TASK DESCRIPTION :: Write out, from the entries below, exactly the lines that run between the lines holding "pub trait DecisionHandler: Send" and "impl DecisionHandler for AutoApproveHandler", inclusive, and stop there.

DATA UNDER STUDY ::

Start of Block

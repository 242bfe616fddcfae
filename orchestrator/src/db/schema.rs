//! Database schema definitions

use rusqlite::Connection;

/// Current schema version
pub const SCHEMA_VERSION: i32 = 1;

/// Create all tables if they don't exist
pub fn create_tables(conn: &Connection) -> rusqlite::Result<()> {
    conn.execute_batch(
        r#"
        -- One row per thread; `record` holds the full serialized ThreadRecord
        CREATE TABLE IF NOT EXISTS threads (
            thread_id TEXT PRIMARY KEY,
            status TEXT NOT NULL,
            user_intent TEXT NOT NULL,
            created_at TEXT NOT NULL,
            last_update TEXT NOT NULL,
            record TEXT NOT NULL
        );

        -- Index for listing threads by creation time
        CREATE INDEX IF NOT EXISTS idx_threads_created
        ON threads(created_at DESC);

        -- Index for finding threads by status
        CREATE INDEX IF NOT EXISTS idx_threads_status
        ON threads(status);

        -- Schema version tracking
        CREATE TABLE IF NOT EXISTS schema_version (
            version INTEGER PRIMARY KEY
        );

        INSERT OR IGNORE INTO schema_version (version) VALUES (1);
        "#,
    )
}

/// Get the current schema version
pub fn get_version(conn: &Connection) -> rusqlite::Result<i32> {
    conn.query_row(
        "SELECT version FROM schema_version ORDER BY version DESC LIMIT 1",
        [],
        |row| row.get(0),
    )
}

End of Block
Start of Block

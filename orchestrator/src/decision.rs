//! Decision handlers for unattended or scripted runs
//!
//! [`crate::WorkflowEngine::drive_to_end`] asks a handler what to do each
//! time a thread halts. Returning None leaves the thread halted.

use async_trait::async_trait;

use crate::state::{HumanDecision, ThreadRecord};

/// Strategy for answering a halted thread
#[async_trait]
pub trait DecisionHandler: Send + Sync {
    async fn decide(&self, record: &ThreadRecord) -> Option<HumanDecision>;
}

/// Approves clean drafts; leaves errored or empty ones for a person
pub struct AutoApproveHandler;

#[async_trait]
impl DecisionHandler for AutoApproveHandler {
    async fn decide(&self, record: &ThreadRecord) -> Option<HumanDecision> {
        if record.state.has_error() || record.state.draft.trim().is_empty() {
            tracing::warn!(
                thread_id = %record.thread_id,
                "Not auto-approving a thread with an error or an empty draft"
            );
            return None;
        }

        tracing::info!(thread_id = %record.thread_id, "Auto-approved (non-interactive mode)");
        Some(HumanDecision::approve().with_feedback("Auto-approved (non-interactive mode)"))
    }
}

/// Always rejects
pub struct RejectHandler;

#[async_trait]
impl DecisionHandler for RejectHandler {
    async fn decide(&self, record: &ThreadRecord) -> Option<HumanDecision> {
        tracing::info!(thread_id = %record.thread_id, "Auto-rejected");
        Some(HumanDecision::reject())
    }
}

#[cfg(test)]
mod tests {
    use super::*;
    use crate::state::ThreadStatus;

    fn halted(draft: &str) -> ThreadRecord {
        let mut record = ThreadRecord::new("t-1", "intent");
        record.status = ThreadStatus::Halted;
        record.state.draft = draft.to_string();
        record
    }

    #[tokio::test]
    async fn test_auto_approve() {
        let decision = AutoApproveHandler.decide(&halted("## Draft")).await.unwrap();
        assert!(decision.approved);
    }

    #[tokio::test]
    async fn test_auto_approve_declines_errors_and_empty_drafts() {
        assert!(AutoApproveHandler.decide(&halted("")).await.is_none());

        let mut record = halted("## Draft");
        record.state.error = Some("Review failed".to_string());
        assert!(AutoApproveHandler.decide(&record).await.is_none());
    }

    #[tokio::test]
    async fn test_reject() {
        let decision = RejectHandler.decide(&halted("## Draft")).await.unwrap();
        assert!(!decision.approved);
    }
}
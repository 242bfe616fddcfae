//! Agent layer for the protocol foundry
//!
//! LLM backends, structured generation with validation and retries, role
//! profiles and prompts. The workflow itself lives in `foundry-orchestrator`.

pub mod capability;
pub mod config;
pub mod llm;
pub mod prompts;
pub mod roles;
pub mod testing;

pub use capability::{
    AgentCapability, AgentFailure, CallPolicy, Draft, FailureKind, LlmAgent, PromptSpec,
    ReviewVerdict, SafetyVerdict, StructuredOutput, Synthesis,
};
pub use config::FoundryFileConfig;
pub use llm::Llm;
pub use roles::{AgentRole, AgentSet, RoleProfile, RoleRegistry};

End of Block

OUTPUT FOR THIS EXERCISE ::
pub trait DecisionHandler: Send + Sync {
    async fn decide(&self, record: &ThreadRecord) -> Option<HumanDecision>;
}

/// Approves clean drafts; leaves errored or empty ones for a person
pub struct AutoApproveHandler;

#[async_trait]
impl DecisionHandler for AutoApproveHandler {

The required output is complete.